**What you are asked to do**
Each entry below must appear in the answer exactly as written.
+++ Materials provided +++
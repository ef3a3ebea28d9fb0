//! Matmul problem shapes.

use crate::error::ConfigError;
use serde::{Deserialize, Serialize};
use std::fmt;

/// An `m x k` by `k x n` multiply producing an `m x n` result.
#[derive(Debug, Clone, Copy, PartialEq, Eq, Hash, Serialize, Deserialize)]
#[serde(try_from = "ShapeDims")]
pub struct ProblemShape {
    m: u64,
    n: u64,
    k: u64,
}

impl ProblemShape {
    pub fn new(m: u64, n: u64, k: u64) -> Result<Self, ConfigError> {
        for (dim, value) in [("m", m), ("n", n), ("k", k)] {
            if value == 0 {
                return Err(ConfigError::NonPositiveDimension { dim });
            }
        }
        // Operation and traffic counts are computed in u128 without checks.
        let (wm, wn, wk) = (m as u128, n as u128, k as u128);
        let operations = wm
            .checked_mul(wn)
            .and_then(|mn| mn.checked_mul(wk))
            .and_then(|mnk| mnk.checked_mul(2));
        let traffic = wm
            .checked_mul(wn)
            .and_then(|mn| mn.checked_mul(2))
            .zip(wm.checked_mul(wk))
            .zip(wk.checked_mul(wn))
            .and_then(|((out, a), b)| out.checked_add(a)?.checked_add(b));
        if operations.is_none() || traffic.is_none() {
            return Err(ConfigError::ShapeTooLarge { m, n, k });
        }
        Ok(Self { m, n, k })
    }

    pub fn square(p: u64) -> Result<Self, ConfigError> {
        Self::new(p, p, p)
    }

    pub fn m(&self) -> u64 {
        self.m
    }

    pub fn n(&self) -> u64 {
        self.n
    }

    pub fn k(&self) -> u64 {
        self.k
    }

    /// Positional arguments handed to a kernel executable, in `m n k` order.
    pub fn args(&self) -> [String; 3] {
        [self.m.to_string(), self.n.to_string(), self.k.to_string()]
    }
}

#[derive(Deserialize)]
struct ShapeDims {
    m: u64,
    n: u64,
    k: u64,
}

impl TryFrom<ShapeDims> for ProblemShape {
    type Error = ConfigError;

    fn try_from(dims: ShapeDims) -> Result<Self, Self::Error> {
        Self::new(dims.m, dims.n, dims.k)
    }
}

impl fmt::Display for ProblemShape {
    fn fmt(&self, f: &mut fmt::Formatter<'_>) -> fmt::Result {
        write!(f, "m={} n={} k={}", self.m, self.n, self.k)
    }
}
+++
**Reply to the task**
repository ef3a3ebea28d9fb0
//! Matmul problem shapes.

use crate::error::ConfigError;
use serde::{Deserialize, Serialize};
use std::fmt;

/// An `m x k` by `k x n` multiply producing an `m x n` result.
#[derive(Debug, Clone, Copy, PartialEq, Eq, Hash, Serialize, Deserialize)]
#[serde(try_from = "ShapeDims")]
pub struct ProblemShape {
    m: u64,
    n: u64,
    k: u64,
}

impl ProblemShape {
    pub fn new(m: u64, n: u64, k: u64) -> Result<Self, ConfigError> {
        for (dim, value) in [("m", m), ("n", n), ("k", k)] {
            if value == 0 {
                return Err(ConfigError::NonPositiveDimension { dim });
            }
        }
        // Operation and traffic counts are computed in u128 without checks.
        let (wm, wn, wk) = (m as u128, n as u128, k as u128);
        let operations = wm
            .checked_mul(wn)
            .and_then(|mn| mn.checked_mul(wk))
            .and_then(|mnk| mnk.checked_mul(2));
        let traffic = wm
            .checked_mul(wn)
            .and_then(|mn| mn.checked_mul(2))
            .zip(wm.checked_mul(wk))
            .zip(wk.checked_mul(wn))
            .and_then(|((out, a), b)| out.checked_add(a)?.checked_add(b));
        if operations.is_none() || traffic.is_none() {
            return Err(ConfigError::ShapeTooLarge { m, n, k });
        }
        Ok(Self { m, n, k })
    }

    pub fn square(p: u64) -> Result<Self, ConfigError> {
        Self::new(p, p, p)
    }

    pub fn m(&self) -> u64 {
        self.m
    }

    pub fn n(&self) -> u64 {
        self.n
    }

    pub fn k(&self) -> u64 {
        self.k
    }

    /// Positional arguments handed to a kernel executable, in `m n k` order.
    pub fn args(&self) -> [String; 3] {
        [self.m.to_string(), self.n.to_string(), self.k.to_string()]
    }
}

#[derive(Deserialize)]
struct ShapeDims {
    m: u64,
    n: u64,
    k: u64,
}

impl TryFrom<ShapeDims> for ProblemShape {
    type Error = ConfigError;

    fn try_from(dims: ShapeDims) -> Result<Self, Self::Error> {
        Self::new(dims.m, dims.n, dims.k)
    }
}

impl fmt::Display for ProblemShape {
    fn fmt(&self, f: &mut fmt::Formatter<'_>) -> fmt::Result {
        write!(f, "m={} n={} k={}", self.m, self.n, self.k)
    }
}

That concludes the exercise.